Same pattern for postgres. Decorative — consumers decide what to do with it.

---

## Error handling

```python
def run_all_checks(cfg) -> list[Issue]:
    issues = []
    for fn in [check_nats, check_postgres, check_mariadb,
               check_ghost_blogs, check_mariadb_dependents,
               check_postgres_dependents, check_standalone_services,
               check_all_nodeports]:
        try:
            issues.extend(fn(cfg))
        except Exception as e:
            issues.append(Issue(
                component_name=f"healthcheck.{fn.__name__}",
                issue_detail=f"check function raised: {type(e).__name__}: {e}",
                detected_at=now_iso(),
                root_cause="healthcheck bug or missing dependency"))
    return issues
```

- No single check can halt the pipeline.
- NATS connect failure is loud-logged; checks still run; individual publish failures
  are logged but don't stop the rest.
- `Issue` is a small dataclass; `to_dict()` serialises to the exact NATS payload schema.

---

## Deployment

**`install.sh` (run once on pve-control as samantha, with sudo where needed):**

```bash
set -euo pipefail
sudo mkdir -p /opt/homelab-health
sudo rsync -a --delete ./ /opt/homelab-health/ --exclude=install.sh --exclude=tests
sudo chown -R samantha:samantha /opt/homelab-health
python3 -m venv /opt/homelab-health/venv
/opt/homelab-health/venv/bin/pip install -r /opt/homelab-health/requirements.txt
sudo cp homelab-health.service homelab-health.timer /etc/systemd/system/
sudo systemctl daemon-reload
sudo systemctl enable --now homelab-health.timer
```

**`homelab-health.service`:**

```ini
[Unit]
Description=Homelab internal health checks
After=network-online.target

[Service]
Type=oneshot
User=samantha
ExecStart=/opt/homelab-health/venv/bin/python /opt/homelab-health/checker.py
StandardOutput=journal
StandardError=journal
```

**`homelab-health.timer`:**

```ini
[Unit]
Description=Run homelab health checks every 10 minutes

[Timer]
OnCalendar=*:0/10
Persistent=true

[Install]
WantedBy=timers.target
```

---

## Testing

**Unit tests** (`tests/test_checks.py`, pytest):
- Each check function takes a config object — easily stubbed.
- `probe_service` accepts an injected HTTP client so tests don't hit real services.
- Mock `subprocess.run` for kubectl calls.
- Assert the exact `Issue` list returned for each failure shape.

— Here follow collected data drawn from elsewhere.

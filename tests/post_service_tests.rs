use blog_api::{
    ApiError, MemoryRepository, PostService,
    auth::AuthUser,
    models::{Category, CreatePostRequest, Grant, PostOrder, UpdatePostRequest, User},
    repository::{Repository, RepositoryState},
};
use std::sync::Arc;
use uuid::Uuid;

// --- Test Fixtures ---

struct Fixture {
    repo: Arc<MemoryRepository>,
    service: PostService,
    admin: AuthUser,
    reader: AuthUser,
    category: Category,
}

async fn seed_user(repo: &MemoryRepository, nickname: &str, grant: Grant) -> AuthUser {
    let user = repo
        .create_user(User {
            id: Uuid::new_v4(),
            nickname: nickname.to_string(),
            grant,
            ..Default::default()
        })
        .await
        .unwrap();
    AuthUser {
        id: user.id,
        grant: user.grant,
    }
}

async fn setup() -> Fixture {
    let repo = Arc::new(MemoryRepository::new());
    let admin = seed_user(&repo, "editor", Grant::Admin).await;
    let reader = seed_user(&repo, "reader", Grant::Normal).await;
    let category = repo.create_category("engineering").await.unwrap();

    let service = PostService::new(repo.clone() as RepositoryState);
    Fixture {
        repo,
        service,
        admin,
        reader,
        category,
    }
}

fn new_post(category_id: Uuid, tags: Option<&str>) -> CreatePostRequest {
    CreatePostRequest {
        title: "Shipping a blog".to_string(),
        description: "Notes from the first release".to_string(),
        tags: tags.map(str::to_string),
        category_id,
    }
}

fn tag_names(view: &blog_api::models::PostView) -> Vec<String> {
    view.tags.iter().map(|t| t.name.clone()).collect()
}

// --- createPost ---

#[tokio::test]
async fn test_create_post_hydrates_author_category_and_tags() {
    let fx = setup().await;

    let view = fx
        .service
        .create_post(
            Some(&fx.admin),
            new_post(fx.category.id, Some("#News #sports")),
        )
        .await
        .unwrap();

    assert_eq!(view.title, "Shipping a blog");
    assert_eq!(view.user.id, fx.admin.id);
    assert_eq!(view.user.nickname, "editor");
    assert_eq!(view.category.id, fx.category.id);
    assert_eq!(view.category.name, "engineering");
    assert_eq!(tag_names(&view), vec!["news", "sports"]);
}

#[tokio::test]
async fn test_create_post_collapses_duplicate_tags() {
    let fx = setup().await;

    let view = fx
        .service
        .create_post(Some(&fx.admin), new_post(fx.category.id, Some("#a #a #A")))
        .await
        .unwrap();

    assert_eq!(tag_names(&view), vec!["a"]);
    assert_eq!(fx.repo.all_tags().len(), 1);
    assert_eq!(fx.repo.post_tag_ids(view.id).len(), 1);
}

#[tokio::test]
async fn test_create_post_reuses_existing_tags() {
    let fx = setup().await;

    let first = fx
        .service
        .create_post(Some(&fx.admin), new_post(fx.category.id, Some("#rust")))
        .await
        .unwrap();
    let second = fx
        .service
        .create_post(Some(&fx.admin), new_post(fx.category.id, Some("#Rust #web")))
        .await
        .unwrap();

    assert_eq!(fx.repo.all_tags().len(), 2);
    assert_eq!(first.tags[0].id, second.tags[0].id);
}

#[tokio::test]
async fn test_create_post_without_tags() {
    let fx = setup().await;

    let view = fx
        .service
        .create_post(Some(&fx.admin), new_post(fx.category.id, None))
        .await
        .unwrap();

    assert!(view.tags.is_empty());
    assert!(fx.repo.all_tags().is_empty());
}

#[tokio::test]
async fn test_create_post_rejects_normal_user_without_writing() {
    let fx = setup().await;
    let writes_before = fx.repo.write_count();

    let result = fx
        .service
        .create_post(Some(&fx.reader), new_post(fx.category.id, Some("#x")))
        .await;

    assert!(matches!(result, Err(ApiError::Authorization(_))));
    assert_eq!(fx.repo.write_count(), writes_before);
}

#[tokio::test]
async fn test_create_post_rejects_missing_actor() {
    let fx = setup().await;
    let writes_before = fx.repo.write_count();

    let result = fx
        .service
        .create_post(None, new_post(fx.category.id, None))
        .await;

    assert!(matches!(result, Err(ApiError::Authorization(_))));
    assert_eq!(fx.repo.write_count(), writes_before);
}

#[tokio::test]
async fn test_create_post_unknown_category_is_not_found() {
    let fx = setup().await;
    let writes_before = fx.repo.write_count();

    let result = fx
        .service
        .create_post(Some(&fx.admin), new_post(Uuid::new_v4(), Some("#x")))
        .await;

    assert_eq!(
        result.unwrap_err(),
        ApiError::NotFound("category does not exist".into())
    );
    assert_eq!(fx.repo.write_count(), writes_before);
}

#[tokio::test]
async fn test_create_post_tag_failure_is_reported() {
    let fx = setup().await;
    fx.repo.set_tags_unavailable(true);

    let result = fx
        .service
        .create_post(Some(&fx.admin), new_post(fx.category.id, Some("#breaks")))
        .await;

    assert_eq!(
        result.unwrap_err(),
        ApiError::Persistence("tag operation failed")
    );
}

#[tokio::test]
async fn test_store_failure_is_opaque() {
    let fx = setup().await;
    fx.repo.set_unavailable(true);

    let result = fx.service.get_posts(PostOrder::Desc).await;

    assert_eq!(result.unwrap_err(), ApiError::Persistence("database error"));
}

// --- getPosts / getPostById ---

#[tokio::test]
async fn test_get_posts_empty_is_not_found() {
    let fx = setup().await;

    let result = fx.service.get_posts(PostOrder::Desc).await;

    assert!(matches!(result, Err(ApiError::NotFound(_))));
}

#[tokio::test]
async fn test_get_posts_respects_order() {
    let fx = setup().await;
    let mut ids = Vec::new();
    for title in ["first", "second", "third"] {
        let mut req = new_post(fx.category.id, None);
        req.title = title.to_string();
        let view = fx.service.create_post(Some(&fx.admin), req).await.unwrap();
        ids.push(view.id);
    }

    let asc: Vec<Uuid> = fx
        .service
        .get_posts(PostOrder::Asc)
        .await
        .unwrap()
        .iter()
        .map(|p| p.id)
        .collect();
    let desc: Vec<Uuid> = fx
        .service
        .get_posts(PostOrder::Desc)
        .await
        .unwrap()
        .iter()
        .map(|p| p.id)
        .collect();

    assert_eq!(asc, ids);
    let mut reversed = ids.clone();
    reversed.reverse();
    assert_eq!(desc, reversed);
}

#[tokio::test]
async fn test_get_post_by_id_missing_is_not_found() {
    let fx = setup().await;

    let result = fx
        .service
        .get_post_by_id(Uuid::new_v4(), PostOrder::Desc)
        .await;

    assert_eq!(
        result.unwrap_err(),
        ApiError::NotFound("post does not exist".into())
    );
}

// --- updatePost ---

#[tokio::test]
async fn test_update_post_replaces_tags_and_fields() {
    let fx = setup().await;
    let created = fx
        .service
        .create_post(Some(&fx.admin), new_post(fx.category.id, Some("#old #keep")))
        .await
        .unwrap();

    let updated = fx
        .service
        .update_post(
            Some(&fx.admin),
            created.id,
            UpdatePostRequest {
                title: Some("Renamed".to_string()),
                tags: Some("#keep #new".to_string()),
                ..Default::default()
            },
        )
        .await
        .unwrap();
    assert!(updated);

    let view = fx
        .service
        .get_post_by_id(created.id, PostOrder::Desc)
        .await
        .unwrap();
    assert_eq!(view.title, "Renamed");
    assert_eq!(view.description, created.description);
    assert_eq!(tag_names(&view), vec!["keep", "new"]);
    // The dropped tag survives as a row, only its link is gone.
    assert_eq!(fx.repo.all_tags().len(), 3);
}

#[tokio::test]
async fn test_update_post_empty_tags_leave_links_alone() {
    let fx = setup().await;
    let created = fx
        .service
        .create_post(Some(&fx.admin), new_post(fx.category.id, Some("#stay")))
        .await
        .unwrap();

    fx.service
        .update_post(
            Some(&fx.admin),
            created.id,
            UpdatePostRequest {
                tags: Some(String::new()),
                ..Default::default()
            },
        )
        .await
        .unwrap();

    assert_eq!(fx.repo.post_tag_ids(created.id).len(), 1);
}

#[tokio::test]
async fn test_update_post_text_without_hashtags_clears_tags() {
    let fx = setup().await;
    let created = fx
        .service
        .create_post(Some(&fx.admin), new_post(fx.category.id, Some("#gone")))
        .await
        .unwrap();

    fx.service
        .update_post(
            Some(&fx.admin),
            created.id,
            UpdatePostRequest {
                tags: Some("plain words".to_string()),
                ..Default::default()
            },
        )
        .await
        .unwrap();

    assert!(fx.repo.post_tag_ids(created.id).is_empty());
}

#[tokio::test]
async fn test_update_post_missing_is_not_found_without_writes() {
    let fx = setup().await;
    let writes_before = fx.repo.write_count();

    let result = fx
        .service
        .update_post(
            Some(&fx.admin),
            Uuid::new_v4(),
            UpdatePostRequest {
                tags: Some("#x".to_string()),
                ..Default::default()
            },
        )
        .await;

    assert!(matches!(result, Err(ApiError::NotFound(_))));
    assert_eq!(fx.repo.write_count(), writes_before);
}

#[tokio::test]
async fn test_update_post_unknown_category_is_not_found() {
    let fx = setup().await;
    let created = fx
        .service
        .create_post(Some(&fx.admin), new_post(fx.category.id, None))
        .await
        .unwrap();

    let result = fx
        .service
        .update_post(
            Some(&fx.admin),
            created.id,
            UpdatePostRequest {
                category_id: Some(Uuid::new_v4()),
                ..Default::default()
            },
        )
        .await;

    assert_eq!(
        result.unwrap_err(),
        ApiError::NotFound("category does not exist".into())
    );
}

#[tokio::test]
async fn test_update_post_rejects_normal_user() {
    let fx = setup().await;
    let created = fx
        .service
        .create_post(Some(&fx.admin), new_post(fx.category.id, None))
        .await
        .unwrap();
    let writes_before = fx.repo.write_count();

    let result = fx
        .service
        .update_post(
            Some(&fx.reader),
            created.id,
            UpdatePostRequest {
                title: Some("hijacked".to_string()),
                ..Default::default()
            },
        )
        .await;

    assert!(matches!(result, Err(ApiError::Authorization(_))));
    assert_eq!(fx.repo.write_count(), writes_before);
}

// --- deletePost ---

#[tokio::test]
async fn test_delete_post_removes_it() {
    let fx = setup().await;
    let created = fx
        .service
        .create_post(Some(&fx.admin), new_post(fx.category.id, Some("#t")))
        .await
        .unwrap();

    let deleted = fx
        .service
        .delete_post(Some(&fx.admin), created.id)
        .await
        .unwrap();

    assert!(deleted);
    assert!(fx.repo.post_tag_ids(created.id).is_empty());
    assert!(matches!(
        fx.service.get_post_by_id(created.id, PostOrder::Desc).await,
        Err(ApiError::NotFound(_))
    ));
}

#[tokio::test]
async fn test_delete_post_missing_is_not_found_without_writes() {
    let fx = setup().await;
    let writes_before = fx.repo.write_count();

    let result = fx.service.delete_post(Some(&fx.admin), Uuid::new_v4()).await;

    assert!(matches!(result, Err(ApiError::NotFound(_))));
    assert_eq!(fx.repo.write_count(), writes_before);
}

#[tokio::test]
async fn test_delete_post_rejects_normal_user() {
    let fx = setup().await;
    let created = fx
        .service
        .create_post(Some(&fx.admin), new_post(fx.category.id, None))
        .await
        .unwrap();

    let result = fx.service.delete_post(Some(&fx.reader), created.id).await;

    assert!(matches!(result, Err(ApiError::Authorization(_))));
    assert!(fx.repo.get_post(created.id).await.unwrap().is_some());
}

// --- Categories ---

#[tokio::test]
async fn test_create_category_requires_admin_and_name() {
    let fx = setup().await;

    let denied = fx.service.create_category(Some(&fx.reader), "news").await;
    assert!(matches!(denied, Err(ApiError::Authorization(_))));

    let blank = fx.service.create_category(Some(&fx.admin), "   ").await;
    assert!(matches!(blank, Err(ApiError::Validation(_))));

    let created = fx
        .service
        .create_category(Some(&fx.admin), " news ")
        .await
        .unwrap();
    assert_eq!(created.name, "news");

    let names: Vec<String> = fx
        .service
        .get_categories()
        .await
        .unwrap()
        .into_iter()
        .map(|c| c.name)
        .collect();
    assert_eq!(names, vec!["engineering", "news"]);
}
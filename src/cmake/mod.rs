//! CMake invocation orchestration.
//!
//! Tool discovery and version resolution, generator selection, and the
//! configure/build/install protocol with its directory-layout rules.

pub mod errors;
pub mod generator;
pub mod program;
pub mod session;

pub use errors::CMakeError;
pub use generator::Generator;
pub use program::{CMakeProgram, SearchContext};
pub use session::{CMakeSession, CacheValue};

**Manual smoke test** — `checker.py --dry-run` logs all issues to stdout but skips
NATS publish. Run ad-hoc on pve-control during development.

**End-to-end verification after install:**
1. `systemctl list-timers homelab-health.timer` shows next fire time.
2. Manually fire once: `sudo systemctl start homelab-health.service`.
3. `journalctl -u homelab-health -n 200` shows outcome.
4. On workstation: `nats sub homelab_health_issue` (against the cluster NATS).
5. Break **mediawiki** (`kubectl scale deploy mediawiki -n default --replicas=0`) and
   wait ≤10 min — expect a message on the subject, with `component_name:"mediawiki"`.
6. Restore (`--replicas=1`) and confirm alerts stop on the next tick.

---

## Open items / future

- **Leaf/LAN NATS fallback:** add `FALLBACK_NATS_URL` env-var hook in `checker.py`
  (unused for now). When the leaf NATS comes online, publish there too on connect
  failure to primary.
- **NATS auth:** current assumption is local anonymous publish is allowed. If auth is
  added, introduce a `nats.creds_path` field in `checks.json` pointing at a creds
  file on pve-control.
- **k8s Python client migration:** replace the two remaining `kubectl` subprocess
  calls with the `kubernetes` library for a fully in-process script.
- **Recovery events:** if downstream consumers want a "resolved" signal, add a small
  local state file (JSON on disk) to detect transitions and publish recovery events.
- **Per-namespace grouping:** not needed now; if service list grows beyond ~25,
  reconsider organizing `checks.json` by namespace for readability.